== What to produce ==
Within the listing below, please copy exactly the lines between the line holding "Apartment dataset CSV" and the line holding "value_hint = clap::ValueHint::FilePath)]", inclusive.

##### Material for this exercise

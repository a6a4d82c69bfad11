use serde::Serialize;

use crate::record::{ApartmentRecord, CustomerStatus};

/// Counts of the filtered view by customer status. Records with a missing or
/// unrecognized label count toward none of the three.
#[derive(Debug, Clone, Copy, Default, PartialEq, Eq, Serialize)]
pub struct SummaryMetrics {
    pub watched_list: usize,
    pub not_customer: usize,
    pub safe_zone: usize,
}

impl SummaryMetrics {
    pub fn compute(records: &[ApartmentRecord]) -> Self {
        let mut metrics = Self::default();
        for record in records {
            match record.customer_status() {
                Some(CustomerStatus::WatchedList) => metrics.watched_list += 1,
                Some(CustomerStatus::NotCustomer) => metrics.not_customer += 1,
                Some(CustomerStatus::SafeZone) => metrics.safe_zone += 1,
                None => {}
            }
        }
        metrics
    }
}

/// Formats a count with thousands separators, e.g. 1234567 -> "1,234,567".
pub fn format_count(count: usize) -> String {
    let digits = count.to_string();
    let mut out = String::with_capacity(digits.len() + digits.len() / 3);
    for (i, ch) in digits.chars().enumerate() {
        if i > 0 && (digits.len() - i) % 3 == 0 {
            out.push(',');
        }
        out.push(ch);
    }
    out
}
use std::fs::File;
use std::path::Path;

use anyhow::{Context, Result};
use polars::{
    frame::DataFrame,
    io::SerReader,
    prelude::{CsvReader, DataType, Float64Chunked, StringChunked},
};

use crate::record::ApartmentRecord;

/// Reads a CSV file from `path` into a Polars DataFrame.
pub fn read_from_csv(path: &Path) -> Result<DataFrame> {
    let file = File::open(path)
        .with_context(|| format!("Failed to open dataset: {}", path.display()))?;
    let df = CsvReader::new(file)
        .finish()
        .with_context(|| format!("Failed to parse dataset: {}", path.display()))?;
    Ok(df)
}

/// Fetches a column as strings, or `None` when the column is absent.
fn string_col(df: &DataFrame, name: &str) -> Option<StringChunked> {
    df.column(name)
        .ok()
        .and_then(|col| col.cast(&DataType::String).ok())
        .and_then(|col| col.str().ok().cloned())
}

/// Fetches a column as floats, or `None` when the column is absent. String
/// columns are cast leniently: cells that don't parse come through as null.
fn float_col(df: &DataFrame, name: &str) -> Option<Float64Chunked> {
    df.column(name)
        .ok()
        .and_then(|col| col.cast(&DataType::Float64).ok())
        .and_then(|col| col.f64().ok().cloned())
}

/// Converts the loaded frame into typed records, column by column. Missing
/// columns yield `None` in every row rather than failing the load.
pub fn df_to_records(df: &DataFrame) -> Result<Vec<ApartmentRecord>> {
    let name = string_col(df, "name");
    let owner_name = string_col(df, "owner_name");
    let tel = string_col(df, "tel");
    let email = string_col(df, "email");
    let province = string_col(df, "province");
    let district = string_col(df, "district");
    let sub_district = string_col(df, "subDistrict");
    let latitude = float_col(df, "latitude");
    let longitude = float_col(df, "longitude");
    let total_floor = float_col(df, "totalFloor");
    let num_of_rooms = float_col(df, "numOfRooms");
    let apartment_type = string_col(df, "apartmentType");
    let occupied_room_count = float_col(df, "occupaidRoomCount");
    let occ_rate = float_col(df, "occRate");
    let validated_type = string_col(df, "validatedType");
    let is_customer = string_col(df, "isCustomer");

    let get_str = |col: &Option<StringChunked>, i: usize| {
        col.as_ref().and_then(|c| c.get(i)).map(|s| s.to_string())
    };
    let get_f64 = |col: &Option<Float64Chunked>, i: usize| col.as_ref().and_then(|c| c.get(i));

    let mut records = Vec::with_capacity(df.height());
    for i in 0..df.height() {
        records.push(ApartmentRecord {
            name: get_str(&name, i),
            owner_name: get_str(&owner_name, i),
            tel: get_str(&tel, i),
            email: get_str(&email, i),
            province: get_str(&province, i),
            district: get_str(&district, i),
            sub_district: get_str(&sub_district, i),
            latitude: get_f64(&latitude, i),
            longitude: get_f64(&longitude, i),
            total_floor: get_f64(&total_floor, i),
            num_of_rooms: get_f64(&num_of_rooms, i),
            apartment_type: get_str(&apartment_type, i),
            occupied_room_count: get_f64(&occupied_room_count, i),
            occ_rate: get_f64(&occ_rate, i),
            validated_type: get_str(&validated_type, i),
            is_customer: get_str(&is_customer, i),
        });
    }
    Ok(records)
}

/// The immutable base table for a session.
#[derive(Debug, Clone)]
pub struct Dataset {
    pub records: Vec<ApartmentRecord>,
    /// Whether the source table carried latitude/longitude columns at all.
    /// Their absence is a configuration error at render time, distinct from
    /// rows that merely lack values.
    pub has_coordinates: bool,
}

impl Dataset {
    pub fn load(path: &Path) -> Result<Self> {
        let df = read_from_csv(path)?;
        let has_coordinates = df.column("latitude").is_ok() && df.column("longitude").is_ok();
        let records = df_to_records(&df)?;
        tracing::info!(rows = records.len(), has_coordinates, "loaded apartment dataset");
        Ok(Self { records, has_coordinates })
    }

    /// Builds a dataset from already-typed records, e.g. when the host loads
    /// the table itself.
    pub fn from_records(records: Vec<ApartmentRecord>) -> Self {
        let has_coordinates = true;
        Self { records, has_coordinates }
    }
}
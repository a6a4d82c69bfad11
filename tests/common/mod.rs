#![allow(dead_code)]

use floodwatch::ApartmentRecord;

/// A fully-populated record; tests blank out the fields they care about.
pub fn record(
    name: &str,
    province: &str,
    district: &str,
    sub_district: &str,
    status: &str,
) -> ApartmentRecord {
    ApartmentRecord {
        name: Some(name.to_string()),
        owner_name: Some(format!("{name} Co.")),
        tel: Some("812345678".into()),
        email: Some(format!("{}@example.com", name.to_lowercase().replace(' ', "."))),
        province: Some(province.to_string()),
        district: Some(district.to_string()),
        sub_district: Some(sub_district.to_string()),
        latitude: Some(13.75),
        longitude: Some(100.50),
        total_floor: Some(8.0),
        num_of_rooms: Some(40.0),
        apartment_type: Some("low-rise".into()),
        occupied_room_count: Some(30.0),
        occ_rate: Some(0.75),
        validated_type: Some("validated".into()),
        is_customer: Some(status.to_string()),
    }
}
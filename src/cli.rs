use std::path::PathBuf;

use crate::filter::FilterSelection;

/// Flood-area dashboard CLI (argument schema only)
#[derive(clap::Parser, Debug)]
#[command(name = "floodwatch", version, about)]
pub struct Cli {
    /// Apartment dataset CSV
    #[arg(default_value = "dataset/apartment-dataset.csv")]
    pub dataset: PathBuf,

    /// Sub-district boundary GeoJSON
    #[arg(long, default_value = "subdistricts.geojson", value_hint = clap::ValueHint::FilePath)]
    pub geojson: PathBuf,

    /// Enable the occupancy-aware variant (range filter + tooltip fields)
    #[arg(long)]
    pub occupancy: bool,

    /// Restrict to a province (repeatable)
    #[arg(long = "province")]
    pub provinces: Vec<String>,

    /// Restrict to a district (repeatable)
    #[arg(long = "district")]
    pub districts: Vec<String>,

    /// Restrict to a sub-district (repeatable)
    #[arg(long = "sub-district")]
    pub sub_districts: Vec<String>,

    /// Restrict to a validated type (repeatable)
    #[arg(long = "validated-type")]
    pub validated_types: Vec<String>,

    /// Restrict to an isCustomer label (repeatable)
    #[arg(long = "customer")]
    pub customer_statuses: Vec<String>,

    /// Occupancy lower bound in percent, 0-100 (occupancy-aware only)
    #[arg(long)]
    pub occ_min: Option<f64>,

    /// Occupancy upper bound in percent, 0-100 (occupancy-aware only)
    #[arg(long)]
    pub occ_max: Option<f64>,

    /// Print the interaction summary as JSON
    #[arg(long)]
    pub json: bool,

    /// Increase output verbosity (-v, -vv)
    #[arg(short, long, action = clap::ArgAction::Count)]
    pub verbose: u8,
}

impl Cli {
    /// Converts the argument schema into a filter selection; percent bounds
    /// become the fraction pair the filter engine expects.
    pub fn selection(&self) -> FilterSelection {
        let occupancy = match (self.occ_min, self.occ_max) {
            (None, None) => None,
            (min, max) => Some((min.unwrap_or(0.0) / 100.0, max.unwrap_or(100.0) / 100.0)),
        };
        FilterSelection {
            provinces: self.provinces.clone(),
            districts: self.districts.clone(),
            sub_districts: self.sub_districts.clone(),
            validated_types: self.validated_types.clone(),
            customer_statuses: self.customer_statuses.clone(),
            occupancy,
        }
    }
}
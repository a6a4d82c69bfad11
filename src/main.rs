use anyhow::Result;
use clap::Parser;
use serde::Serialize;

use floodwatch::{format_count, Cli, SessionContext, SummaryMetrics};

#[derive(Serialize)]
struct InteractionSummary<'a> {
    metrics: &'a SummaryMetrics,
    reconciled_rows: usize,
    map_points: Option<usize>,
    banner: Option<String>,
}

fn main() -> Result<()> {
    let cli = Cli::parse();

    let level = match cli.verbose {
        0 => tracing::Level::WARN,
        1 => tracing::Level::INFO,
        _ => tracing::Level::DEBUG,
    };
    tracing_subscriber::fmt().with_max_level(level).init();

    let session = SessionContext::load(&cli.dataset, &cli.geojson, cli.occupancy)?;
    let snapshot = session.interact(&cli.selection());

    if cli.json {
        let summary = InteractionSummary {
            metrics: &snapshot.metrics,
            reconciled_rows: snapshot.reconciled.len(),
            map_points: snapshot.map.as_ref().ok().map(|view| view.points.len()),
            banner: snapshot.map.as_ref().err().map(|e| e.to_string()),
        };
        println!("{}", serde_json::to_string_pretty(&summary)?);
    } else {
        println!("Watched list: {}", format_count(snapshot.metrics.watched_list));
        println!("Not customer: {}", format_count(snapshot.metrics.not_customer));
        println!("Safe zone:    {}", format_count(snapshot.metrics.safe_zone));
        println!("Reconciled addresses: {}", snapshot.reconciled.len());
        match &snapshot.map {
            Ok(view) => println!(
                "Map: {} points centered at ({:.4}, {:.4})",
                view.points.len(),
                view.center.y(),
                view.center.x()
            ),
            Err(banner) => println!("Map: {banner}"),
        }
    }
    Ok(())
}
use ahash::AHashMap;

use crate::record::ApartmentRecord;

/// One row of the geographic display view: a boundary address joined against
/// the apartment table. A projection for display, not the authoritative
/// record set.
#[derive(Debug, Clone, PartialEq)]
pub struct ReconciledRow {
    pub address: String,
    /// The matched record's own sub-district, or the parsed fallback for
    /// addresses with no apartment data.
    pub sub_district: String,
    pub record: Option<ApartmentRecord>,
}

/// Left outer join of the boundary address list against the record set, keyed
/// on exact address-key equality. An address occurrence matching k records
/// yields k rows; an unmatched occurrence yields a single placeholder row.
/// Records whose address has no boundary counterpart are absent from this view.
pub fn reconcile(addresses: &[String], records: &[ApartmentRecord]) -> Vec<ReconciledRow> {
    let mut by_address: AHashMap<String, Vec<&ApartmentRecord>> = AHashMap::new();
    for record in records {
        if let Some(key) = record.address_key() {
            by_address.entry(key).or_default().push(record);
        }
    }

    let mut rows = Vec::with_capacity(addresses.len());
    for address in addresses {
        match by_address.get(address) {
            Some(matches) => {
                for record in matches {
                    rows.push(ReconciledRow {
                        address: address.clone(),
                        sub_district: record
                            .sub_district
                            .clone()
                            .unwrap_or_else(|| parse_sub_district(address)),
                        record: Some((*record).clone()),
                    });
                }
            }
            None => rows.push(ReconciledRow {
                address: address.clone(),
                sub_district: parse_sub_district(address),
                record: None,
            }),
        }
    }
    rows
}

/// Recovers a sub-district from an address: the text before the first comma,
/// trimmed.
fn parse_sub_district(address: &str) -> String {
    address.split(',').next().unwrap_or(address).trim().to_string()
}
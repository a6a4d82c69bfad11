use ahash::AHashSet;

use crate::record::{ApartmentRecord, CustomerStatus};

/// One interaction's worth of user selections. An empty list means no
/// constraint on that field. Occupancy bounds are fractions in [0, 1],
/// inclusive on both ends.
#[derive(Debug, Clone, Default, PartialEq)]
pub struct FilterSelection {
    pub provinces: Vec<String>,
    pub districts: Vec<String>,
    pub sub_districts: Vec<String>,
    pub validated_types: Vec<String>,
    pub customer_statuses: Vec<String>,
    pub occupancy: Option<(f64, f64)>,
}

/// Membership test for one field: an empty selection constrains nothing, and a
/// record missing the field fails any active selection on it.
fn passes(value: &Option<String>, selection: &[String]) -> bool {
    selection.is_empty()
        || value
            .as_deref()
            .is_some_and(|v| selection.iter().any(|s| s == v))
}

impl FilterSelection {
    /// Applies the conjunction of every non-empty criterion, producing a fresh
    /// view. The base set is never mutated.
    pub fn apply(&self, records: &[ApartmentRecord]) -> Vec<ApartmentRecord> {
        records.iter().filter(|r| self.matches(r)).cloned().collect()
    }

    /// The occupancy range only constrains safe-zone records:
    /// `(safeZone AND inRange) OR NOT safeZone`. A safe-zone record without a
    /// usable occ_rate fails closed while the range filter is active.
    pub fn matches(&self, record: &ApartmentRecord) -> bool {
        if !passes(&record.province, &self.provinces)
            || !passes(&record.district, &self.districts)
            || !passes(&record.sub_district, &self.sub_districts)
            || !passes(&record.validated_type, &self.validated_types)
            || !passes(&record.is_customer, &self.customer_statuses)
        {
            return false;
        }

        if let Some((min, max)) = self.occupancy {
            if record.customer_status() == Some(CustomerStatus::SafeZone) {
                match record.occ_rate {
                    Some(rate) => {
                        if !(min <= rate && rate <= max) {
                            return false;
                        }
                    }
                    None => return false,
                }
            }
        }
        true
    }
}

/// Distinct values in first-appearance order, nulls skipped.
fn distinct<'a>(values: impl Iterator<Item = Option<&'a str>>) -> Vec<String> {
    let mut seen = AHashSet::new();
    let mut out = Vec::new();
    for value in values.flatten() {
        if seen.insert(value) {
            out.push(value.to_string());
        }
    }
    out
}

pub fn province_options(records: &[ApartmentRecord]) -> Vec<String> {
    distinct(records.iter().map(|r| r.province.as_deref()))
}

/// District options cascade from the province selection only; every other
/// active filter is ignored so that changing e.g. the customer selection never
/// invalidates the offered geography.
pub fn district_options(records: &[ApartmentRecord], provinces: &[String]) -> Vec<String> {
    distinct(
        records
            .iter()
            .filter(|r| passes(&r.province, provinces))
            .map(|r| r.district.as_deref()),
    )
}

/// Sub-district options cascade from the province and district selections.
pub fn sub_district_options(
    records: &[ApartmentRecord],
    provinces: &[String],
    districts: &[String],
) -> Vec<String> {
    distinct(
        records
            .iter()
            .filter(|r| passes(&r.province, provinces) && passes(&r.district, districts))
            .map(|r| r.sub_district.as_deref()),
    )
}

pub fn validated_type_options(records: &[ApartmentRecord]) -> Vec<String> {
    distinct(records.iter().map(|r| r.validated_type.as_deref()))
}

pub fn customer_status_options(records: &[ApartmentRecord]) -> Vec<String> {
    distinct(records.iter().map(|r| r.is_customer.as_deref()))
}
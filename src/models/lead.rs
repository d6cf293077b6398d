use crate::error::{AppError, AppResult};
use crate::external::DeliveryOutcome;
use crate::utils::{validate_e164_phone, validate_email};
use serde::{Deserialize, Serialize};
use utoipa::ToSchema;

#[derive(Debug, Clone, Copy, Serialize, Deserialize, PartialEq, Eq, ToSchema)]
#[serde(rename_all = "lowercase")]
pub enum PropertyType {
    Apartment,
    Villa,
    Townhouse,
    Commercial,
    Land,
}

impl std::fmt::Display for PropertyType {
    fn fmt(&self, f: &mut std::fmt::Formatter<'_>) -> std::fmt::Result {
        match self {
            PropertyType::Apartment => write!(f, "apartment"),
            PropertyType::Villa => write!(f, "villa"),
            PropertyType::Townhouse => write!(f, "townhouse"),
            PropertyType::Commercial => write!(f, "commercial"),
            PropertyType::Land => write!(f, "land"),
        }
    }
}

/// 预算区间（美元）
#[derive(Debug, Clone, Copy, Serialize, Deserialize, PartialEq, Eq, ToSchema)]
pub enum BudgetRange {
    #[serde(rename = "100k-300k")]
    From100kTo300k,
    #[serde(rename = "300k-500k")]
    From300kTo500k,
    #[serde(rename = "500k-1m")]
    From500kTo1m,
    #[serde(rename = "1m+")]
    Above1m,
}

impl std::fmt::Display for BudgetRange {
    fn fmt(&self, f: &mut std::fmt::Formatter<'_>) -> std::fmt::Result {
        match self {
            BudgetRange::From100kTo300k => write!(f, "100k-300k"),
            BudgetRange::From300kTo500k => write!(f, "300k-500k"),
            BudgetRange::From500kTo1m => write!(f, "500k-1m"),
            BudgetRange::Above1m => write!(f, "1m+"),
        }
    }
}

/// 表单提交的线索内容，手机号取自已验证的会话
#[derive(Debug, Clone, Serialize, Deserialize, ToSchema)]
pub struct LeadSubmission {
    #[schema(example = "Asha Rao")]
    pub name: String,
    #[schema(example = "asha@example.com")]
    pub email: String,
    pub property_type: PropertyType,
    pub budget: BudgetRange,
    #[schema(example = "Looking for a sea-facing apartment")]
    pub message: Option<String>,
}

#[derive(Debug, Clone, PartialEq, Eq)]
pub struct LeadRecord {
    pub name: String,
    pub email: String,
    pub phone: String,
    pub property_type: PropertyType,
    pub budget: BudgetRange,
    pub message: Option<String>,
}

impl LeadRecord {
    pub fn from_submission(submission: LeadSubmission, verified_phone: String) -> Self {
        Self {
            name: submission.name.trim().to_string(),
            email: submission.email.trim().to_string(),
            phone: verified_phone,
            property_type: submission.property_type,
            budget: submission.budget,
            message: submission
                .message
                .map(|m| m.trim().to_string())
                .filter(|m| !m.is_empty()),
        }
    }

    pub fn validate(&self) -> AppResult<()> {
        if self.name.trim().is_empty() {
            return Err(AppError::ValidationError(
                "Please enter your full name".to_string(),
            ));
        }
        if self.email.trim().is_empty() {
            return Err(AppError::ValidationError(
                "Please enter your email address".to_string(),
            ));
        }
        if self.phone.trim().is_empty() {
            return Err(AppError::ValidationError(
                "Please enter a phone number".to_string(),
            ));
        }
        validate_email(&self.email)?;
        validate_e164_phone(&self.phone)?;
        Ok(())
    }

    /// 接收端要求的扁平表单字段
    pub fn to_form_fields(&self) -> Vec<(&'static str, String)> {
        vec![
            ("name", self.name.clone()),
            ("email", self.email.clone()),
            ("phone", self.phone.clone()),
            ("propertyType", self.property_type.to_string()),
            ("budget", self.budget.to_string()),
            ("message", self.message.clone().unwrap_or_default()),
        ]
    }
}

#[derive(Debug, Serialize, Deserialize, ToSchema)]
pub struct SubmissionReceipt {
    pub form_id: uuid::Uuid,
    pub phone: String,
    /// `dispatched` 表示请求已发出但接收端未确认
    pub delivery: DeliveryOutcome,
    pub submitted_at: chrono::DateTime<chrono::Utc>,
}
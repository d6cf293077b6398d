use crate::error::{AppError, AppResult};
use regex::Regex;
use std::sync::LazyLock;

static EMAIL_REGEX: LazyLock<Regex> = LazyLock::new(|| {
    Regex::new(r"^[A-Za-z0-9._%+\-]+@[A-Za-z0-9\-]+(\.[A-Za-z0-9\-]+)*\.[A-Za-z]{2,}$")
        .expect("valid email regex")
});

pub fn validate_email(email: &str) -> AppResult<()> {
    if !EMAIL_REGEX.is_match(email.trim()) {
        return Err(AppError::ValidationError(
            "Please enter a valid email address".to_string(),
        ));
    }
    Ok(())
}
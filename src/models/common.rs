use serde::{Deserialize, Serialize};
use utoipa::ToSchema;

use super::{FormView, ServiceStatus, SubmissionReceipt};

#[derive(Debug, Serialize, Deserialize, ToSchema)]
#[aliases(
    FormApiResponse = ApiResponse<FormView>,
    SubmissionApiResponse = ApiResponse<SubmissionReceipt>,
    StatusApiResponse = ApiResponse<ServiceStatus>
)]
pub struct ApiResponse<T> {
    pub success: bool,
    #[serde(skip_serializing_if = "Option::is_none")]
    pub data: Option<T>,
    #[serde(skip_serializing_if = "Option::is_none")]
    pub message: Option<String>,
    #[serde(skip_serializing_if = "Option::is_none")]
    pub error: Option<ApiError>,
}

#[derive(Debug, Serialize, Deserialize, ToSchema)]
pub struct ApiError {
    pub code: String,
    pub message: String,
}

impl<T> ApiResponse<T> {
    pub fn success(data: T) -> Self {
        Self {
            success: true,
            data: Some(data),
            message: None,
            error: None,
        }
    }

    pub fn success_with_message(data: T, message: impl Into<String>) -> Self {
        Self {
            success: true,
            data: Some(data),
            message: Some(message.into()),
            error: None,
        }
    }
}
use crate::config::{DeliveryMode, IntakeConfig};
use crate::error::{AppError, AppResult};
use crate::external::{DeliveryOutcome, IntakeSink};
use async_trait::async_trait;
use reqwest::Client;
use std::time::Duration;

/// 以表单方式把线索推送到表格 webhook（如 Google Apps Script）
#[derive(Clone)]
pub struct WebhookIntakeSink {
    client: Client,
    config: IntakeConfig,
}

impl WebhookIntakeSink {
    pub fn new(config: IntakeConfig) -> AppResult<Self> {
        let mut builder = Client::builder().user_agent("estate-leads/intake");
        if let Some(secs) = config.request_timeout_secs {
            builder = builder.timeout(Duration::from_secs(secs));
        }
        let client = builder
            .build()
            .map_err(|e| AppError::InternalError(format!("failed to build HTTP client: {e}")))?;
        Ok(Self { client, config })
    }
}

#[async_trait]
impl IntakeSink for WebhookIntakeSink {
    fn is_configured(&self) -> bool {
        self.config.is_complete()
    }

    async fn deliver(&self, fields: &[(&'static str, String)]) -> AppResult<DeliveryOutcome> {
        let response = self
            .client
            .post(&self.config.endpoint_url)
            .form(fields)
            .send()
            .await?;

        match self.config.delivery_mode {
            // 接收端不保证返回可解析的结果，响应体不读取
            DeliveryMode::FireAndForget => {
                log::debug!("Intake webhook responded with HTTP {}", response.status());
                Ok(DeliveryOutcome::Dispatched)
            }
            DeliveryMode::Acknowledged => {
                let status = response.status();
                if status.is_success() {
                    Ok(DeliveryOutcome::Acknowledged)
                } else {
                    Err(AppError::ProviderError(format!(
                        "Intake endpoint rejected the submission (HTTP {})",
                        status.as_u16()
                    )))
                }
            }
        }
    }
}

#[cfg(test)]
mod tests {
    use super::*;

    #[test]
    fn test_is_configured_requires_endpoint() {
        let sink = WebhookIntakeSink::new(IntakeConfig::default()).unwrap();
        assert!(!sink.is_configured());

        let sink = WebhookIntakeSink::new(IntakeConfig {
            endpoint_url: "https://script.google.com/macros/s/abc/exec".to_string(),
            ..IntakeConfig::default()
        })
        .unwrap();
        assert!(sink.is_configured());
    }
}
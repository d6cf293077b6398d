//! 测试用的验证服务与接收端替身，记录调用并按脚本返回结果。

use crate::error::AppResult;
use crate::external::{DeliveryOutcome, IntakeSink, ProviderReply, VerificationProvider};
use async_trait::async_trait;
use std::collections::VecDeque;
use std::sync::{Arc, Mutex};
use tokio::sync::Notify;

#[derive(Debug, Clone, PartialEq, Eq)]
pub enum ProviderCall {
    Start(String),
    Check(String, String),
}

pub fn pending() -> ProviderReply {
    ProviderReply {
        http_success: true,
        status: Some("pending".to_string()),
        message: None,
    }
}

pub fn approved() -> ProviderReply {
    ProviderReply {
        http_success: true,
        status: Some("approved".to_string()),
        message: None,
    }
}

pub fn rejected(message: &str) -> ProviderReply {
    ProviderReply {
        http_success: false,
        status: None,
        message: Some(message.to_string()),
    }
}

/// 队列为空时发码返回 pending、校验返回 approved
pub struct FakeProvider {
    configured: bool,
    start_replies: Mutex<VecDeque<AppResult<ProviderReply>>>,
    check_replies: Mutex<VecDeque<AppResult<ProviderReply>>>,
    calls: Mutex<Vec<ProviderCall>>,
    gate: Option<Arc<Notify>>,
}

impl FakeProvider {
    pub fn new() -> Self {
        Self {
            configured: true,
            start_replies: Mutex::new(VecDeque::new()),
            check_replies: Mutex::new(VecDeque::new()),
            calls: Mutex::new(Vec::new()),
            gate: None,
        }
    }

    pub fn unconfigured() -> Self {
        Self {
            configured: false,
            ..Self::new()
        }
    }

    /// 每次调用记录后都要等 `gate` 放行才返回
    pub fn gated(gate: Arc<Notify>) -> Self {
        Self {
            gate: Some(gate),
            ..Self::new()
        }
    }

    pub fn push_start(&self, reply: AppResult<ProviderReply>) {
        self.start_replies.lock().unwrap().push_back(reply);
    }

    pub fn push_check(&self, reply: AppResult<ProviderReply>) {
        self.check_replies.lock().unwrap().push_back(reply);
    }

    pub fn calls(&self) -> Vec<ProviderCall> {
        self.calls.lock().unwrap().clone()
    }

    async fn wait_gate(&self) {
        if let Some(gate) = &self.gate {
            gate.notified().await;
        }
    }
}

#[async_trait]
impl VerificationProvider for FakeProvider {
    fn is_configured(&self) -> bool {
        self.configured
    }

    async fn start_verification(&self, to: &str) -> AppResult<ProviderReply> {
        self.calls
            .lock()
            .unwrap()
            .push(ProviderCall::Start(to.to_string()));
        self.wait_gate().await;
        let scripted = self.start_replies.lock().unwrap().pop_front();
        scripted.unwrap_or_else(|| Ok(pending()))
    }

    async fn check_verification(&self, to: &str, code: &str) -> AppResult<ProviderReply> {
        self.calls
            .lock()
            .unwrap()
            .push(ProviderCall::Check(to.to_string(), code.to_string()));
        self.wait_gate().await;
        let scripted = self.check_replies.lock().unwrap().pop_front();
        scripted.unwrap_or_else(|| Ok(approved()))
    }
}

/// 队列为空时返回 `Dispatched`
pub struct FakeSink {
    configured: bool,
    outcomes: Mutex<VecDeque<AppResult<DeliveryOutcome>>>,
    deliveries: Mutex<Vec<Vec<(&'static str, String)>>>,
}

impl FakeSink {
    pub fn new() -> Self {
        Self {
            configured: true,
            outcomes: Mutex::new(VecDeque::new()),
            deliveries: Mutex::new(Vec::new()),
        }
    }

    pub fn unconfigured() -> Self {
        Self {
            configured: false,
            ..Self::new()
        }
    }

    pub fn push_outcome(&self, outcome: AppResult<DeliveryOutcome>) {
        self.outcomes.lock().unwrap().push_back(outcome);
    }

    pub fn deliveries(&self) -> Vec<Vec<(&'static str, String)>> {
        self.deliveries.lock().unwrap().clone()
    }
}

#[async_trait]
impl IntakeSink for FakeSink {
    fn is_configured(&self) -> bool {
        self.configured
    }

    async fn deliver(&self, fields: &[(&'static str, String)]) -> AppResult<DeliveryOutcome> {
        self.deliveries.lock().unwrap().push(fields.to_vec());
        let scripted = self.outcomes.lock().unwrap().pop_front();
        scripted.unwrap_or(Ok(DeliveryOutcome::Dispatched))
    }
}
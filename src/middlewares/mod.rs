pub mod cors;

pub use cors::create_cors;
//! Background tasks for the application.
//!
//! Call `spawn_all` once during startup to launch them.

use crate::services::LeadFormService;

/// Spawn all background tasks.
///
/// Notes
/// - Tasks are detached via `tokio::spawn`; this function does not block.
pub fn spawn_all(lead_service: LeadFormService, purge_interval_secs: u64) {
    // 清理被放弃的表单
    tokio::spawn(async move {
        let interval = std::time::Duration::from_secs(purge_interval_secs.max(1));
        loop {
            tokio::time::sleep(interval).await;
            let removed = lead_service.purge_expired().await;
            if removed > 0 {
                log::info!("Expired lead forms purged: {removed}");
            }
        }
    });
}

##########

== Your solution ==
    /// Apartment dataset CSV
    #[arg(default_value = "dataset/apartment-dataset.csv")]
    pub dataset: PathBuf,

    /// Sub-district boundary GeoJSON
    #[arg(long, default_value = "subdistricts.geojson", value_hint = clap::ValueHint::FilePath)]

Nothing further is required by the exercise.